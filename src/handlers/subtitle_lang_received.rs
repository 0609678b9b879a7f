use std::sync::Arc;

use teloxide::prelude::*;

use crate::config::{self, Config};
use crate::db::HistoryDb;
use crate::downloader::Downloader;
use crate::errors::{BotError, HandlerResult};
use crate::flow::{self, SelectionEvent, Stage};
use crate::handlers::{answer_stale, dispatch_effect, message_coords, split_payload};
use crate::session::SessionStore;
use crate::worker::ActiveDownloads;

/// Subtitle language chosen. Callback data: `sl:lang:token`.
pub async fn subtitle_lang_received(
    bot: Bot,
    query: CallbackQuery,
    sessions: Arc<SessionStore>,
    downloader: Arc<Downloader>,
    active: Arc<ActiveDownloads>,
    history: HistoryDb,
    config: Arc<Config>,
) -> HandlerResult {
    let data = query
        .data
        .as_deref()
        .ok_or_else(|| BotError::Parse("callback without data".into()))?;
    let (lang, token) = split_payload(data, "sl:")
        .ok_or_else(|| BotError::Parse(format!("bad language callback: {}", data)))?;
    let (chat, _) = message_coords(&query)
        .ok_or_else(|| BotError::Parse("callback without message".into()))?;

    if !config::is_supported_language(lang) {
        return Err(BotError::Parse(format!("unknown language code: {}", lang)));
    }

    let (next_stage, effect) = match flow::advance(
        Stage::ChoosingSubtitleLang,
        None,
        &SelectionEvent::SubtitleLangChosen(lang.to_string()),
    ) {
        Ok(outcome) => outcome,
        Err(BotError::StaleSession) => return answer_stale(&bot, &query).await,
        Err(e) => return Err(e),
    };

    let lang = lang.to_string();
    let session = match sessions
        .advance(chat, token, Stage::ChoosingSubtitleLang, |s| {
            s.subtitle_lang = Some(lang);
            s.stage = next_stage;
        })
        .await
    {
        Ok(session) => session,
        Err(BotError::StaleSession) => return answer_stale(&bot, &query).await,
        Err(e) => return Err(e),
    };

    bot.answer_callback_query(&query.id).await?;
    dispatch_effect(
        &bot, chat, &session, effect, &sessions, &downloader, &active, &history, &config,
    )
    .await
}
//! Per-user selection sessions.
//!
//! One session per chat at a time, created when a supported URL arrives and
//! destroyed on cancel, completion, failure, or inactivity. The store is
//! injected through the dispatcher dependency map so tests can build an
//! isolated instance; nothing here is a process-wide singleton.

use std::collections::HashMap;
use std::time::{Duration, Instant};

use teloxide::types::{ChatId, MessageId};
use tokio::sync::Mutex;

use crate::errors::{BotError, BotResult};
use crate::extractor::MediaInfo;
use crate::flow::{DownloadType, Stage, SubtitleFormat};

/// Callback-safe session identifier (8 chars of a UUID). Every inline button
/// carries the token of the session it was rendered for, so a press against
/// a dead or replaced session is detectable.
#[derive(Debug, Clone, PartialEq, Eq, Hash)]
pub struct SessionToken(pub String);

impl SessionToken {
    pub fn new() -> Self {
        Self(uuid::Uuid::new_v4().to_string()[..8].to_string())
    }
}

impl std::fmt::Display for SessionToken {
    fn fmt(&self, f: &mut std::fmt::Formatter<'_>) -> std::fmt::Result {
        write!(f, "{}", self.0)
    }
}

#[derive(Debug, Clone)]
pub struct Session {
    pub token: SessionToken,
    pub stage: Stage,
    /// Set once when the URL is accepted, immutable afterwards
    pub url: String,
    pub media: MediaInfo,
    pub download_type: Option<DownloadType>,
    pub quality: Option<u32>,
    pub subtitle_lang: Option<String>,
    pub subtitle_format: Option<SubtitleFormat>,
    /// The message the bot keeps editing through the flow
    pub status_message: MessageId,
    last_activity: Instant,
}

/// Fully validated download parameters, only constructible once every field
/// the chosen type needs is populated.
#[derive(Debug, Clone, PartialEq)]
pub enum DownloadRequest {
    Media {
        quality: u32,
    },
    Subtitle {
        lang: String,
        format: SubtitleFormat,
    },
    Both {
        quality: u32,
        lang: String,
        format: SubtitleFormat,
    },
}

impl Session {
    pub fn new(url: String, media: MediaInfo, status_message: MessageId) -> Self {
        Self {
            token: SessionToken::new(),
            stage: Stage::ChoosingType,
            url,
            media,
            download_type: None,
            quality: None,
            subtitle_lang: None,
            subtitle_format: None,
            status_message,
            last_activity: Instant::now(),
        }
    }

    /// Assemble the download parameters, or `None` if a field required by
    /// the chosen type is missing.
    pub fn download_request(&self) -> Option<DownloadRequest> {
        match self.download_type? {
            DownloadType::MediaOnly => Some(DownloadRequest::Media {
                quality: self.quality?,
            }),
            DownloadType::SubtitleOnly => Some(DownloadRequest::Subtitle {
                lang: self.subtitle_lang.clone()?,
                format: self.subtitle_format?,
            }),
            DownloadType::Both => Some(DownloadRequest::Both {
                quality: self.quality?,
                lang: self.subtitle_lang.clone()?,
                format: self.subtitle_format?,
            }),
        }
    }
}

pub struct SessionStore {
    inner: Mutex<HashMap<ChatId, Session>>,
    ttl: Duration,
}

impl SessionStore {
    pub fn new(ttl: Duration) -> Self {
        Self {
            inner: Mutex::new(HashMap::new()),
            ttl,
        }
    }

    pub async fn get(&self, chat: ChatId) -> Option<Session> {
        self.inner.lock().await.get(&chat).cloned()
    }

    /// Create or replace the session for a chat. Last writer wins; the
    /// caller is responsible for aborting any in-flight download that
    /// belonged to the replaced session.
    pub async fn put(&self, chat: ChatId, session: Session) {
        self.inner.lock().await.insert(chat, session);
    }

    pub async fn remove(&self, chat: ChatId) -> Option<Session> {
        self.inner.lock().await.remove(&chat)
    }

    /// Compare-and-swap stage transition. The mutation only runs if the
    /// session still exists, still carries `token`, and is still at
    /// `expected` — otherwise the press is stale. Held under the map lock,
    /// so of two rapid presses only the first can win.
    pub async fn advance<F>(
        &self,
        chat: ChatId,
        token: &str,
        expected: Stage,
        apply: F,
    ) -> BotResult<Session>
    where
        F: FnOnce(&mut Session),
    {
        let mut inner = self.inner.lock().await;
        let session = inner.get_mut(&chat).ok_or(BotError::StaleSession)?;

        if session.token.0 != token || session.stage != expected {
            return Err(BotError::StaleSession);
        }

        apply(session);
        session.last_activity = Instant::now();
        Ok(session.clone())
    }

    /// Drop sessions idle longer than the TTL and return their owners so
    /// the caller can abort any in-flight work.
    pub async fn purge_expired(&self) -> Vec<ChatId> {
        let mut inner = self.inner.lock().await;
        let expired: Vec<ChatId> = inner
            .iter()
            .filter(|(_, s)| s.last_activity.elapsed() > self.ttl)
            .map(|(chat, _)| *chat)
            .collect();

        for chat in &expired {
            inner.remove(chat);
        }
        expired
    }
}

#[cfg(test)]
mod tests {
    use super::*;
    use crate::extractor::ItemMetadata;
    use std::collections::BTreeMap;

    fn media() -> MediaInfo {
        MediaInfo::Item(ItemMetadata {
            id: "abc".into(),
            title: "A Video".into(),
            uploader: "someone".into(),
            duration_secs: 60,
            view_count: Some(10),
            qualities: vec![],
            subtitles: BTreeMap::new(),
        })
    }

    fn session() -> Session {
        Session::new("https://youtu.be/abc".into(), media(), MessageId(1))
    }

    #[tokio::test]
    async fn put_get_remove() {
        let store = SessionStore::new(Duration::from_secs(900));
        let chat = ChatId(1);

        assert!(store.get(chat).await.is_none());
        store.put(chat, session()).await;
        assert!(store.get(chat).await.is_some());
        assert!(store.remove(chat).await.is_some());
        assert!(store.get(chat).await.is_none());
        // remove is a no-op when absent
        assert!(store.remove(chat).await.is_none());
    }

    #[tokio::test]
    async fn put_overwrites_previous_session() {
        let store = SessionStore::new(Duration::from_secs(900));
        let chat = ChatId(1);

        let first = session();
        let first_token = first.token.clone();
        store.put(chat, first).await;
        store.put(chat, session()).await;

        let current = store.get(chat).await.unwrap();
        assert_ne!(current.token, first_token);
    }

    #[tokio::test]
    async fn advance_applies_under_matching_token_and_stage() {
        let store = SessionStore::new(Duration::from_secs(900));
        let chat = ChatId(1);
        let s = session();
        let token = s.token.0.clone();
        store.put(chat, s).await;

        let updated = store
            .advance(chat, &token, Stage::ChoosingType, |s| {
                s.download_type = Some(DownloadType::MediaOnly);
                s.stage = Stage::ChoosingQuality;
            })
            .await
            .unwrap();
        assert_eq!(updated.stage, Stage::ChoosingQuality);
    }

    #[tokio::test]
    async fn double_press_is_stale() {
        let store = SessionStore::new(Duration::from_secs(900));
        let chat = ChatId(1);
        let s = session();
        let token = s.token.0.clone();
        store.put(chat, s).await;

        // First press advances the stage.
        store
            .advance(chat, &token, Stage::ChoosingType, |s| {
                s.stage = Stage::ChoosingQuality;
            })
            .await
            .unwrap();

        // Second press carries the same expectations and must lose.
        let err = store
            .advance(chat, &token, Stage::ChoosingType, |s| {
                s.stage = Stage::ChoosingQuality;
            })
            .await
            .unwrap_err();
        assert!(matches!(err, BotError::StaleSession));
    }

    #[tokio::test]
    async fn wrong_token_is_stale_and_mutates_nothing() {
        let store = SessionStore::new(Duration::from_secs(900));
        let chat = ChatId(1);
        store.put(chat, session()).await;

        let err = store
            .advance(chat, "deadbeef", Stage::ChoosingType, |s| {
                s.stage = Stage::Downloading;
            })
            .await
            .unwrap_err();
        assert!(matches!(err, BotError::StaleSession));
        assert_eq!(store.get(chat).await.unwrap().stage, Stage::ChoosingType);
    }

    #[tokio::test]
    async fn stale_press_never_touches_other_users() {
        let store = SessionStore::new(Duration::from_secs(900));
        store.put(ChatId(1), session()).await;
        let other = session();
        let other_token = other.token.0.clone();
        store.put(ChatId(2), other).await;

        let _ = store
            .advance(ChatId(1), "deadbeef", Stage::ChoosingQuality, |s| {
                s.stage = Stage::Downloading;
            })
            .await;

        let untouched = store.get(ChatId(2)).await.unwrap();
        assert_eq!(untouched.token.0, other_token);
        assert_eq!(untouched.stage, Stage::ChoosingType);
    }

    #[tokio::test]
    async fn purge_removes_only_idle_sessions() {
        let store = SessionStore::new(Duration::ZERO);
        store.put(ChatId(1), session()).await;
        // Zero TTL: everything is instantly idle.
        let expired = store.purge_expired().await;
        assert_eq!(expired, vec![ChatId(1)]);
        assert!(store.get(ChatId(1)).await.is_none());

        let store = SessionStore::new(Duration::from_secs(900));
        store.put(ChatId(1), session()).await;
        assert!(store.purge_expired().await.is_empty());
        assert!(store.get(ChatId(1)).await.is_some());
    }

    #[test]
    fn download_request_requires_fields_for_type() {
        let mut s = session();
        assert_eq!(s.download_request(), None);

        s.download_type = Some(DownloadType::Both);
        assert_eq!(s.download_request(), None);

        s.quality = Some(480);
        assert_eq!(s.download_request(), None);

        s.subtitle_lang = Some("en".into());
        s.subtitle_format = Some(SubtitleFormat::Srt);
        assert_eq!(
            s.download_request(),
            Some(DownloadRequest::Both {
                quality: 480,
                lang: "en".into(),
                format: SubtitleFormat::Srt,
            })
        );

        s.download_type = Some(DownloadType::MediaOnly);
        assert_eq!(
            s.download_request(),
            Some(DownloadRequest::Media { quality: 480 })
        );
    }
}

-------------------------

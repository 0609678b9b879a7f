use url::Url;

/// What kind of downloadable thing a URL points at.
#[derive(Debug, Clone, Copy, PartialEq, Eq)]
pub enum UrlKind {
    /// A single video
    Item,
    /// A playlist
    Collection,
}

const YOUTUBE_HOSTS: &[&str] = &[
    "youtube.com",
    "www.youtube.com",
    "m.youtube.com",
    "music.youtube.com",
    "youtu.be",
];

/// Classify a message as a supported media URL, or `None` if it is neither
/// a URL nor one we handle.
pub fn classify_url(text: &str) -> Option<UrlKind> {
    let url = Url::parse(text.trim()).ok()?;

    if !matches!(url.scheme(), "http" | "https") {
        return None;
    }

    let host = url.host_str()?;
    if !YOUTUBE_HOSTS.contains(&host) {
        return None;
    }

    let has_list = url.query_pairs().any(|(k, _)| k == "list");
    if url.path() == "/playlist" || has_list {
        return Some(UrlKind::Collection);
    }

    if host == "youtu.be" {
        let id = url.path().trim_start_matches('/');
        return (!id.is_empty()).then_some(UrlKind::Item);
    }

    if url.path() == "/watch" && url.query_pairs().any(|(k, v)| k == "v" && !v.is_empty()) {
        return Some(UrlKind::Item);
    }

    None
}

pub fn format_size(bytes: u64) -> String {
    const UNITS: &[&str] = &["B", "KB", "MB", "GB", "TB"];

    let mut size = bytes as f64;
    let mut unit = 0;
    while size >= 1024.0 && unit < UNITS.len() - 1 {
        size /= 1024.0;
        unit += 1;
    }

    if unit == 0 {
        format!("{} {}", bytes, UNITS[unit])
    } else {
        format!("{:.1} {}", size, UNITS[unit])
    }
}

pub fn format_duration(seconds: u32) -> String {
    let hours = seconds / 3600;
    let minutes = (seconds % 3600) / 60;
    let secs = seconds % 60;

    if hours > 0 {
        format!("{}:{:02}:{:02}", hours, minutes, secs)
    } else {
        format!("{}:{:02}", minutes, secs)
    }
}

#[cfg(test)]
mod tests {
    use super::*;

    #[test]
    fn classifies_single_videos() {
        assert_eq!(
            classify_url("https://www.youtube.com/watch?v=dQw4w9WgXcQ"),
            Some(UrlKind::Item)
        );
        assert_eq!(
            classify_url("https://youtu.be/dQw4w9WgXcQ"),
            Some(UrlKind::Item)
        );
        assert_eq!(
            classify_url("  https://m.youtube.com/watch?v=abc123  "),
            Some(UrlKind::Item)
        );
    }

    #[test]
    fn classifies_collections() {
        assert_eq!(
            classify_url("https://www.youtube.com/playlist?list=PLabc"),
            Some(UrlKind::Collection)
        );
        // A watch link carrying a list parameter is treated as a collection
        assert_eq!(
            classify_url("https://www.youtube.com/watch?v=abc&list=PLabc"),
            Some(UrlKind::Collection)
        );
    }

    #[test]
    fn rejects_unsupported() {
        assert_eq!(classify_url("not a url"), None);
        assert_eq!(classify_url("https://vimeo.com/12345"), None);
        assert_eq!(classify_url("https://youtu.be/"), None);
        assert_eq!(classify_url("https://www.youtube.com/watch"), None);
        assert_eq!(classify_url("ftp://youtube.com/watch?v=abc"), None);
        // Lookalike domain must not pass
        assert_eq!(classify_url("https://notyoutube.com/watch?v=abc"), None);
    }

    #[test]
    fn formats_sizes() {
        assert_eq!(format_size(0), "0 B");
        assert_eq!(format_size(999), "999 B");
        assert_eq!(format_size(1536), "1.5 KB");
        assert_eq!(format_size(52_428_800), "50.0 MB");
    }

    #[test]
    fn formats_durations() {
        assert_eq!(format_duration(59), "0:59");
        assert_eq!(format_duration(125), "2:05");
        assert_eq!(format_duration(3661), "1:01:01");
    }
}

-------------------------

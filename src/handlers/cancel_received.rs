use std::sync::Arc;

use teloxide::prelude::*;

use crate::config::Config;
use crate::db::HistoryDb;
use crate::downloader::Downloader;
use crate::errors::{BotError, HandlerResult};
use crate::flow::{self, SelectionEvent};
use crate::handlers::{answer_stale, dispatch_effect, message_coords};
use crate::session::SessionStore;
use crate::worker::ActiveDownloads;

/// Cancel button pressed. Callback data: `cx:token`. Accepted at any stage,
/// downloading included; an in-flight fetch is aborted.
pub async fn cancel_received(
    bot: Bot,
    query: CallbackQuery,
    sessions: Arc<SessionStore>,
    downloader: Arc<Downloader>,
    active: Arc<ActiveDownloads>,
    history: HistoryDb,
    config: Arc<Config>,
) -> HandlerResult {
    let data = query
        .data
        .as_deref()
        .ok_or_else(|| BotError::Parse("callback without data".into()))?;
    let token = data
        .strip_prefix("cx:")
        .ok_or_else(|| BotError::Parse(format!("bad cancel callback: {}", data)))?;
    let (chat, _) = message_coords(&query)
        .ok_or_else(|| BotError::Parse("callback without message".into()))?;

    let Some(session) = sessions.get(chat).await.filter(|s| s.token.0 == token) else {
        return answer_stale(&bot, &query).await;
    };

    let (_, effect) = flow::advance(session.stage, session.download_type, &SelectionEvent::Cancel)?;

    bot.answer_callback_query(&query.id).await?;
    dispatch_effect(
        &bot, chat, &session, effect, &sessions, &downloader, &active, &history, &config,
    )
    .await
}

-------------------------

TASK OBJECTIVE: Reproduce exactly the section above that begins at the line containing "filename src/handlers/subtitle_lang_received.rs" and ends at the line containing "let session = match sessions", leaving out all other lines.

WRITTEN SOLUTION:
filename src/handlers/subtitle_lang_received.rs
repository 0609678b9b879a7f
use std::sync::Arc;

use teloxide::prelude::*;

use crate::config::{self, Config};
use crate::db::HistoryDb;
use crate::downloader::Downloader;
use crate::errors::{BotError, HandlerResult};
use crate::flow::{self, SelectionEvent, Stage};
use crate::handlers::{answer_stale, dispatch_effect, message_coords, split_payload};
use crate::session::SessionStore;
use crate::worker::ActiveDownloads;

/// Subtitle language chosen. Callback data: `sl:lang:token`.
pub async fn subtitle_lang_received(
    bot: Bot,
    query: CallbackQuery,
    sessions: Arc<SessionStore>,
    downloader: Arc<Downloader>,
    active: Arc<ActiveDownloads>,
    history: HistoryDb,
    config: Arc<Config>,
) -> HandlerResult {
    let data = query
        .data
        .as_deref()
        .ok_or_else(|| BotError::Parse("callback without data".into()))?;
    let (lang, token) = split_payload(data, "sl:")
        .ok_or_else(|| BotError::Parse(format!("bad language callback: {}", data)))?;
    let (chat, _) = message_coords(&query)
        .ok_or_else(|| BotError::Parse("callback without message".into()))?;

    if !config::is_supported_language(lang) {
        return Err(BotError::Parse(format!("unknown language code: {}", lang)));
    }

    let (next_stage, effect) = match flow::advance(
        Stage::ChoosingSubtitleLang,
        None,
        &SelectionEvent::SubtitleLangChosen(lang.to_string()),
    ) {
        Ok(outcome) => outcome,
        Err(BotError::StaleSession) => return answer_stale(&bot, &query).await,
        Err(e) => return Err(e),
    };

    let lang = lang.to_string();
    let session = match sessions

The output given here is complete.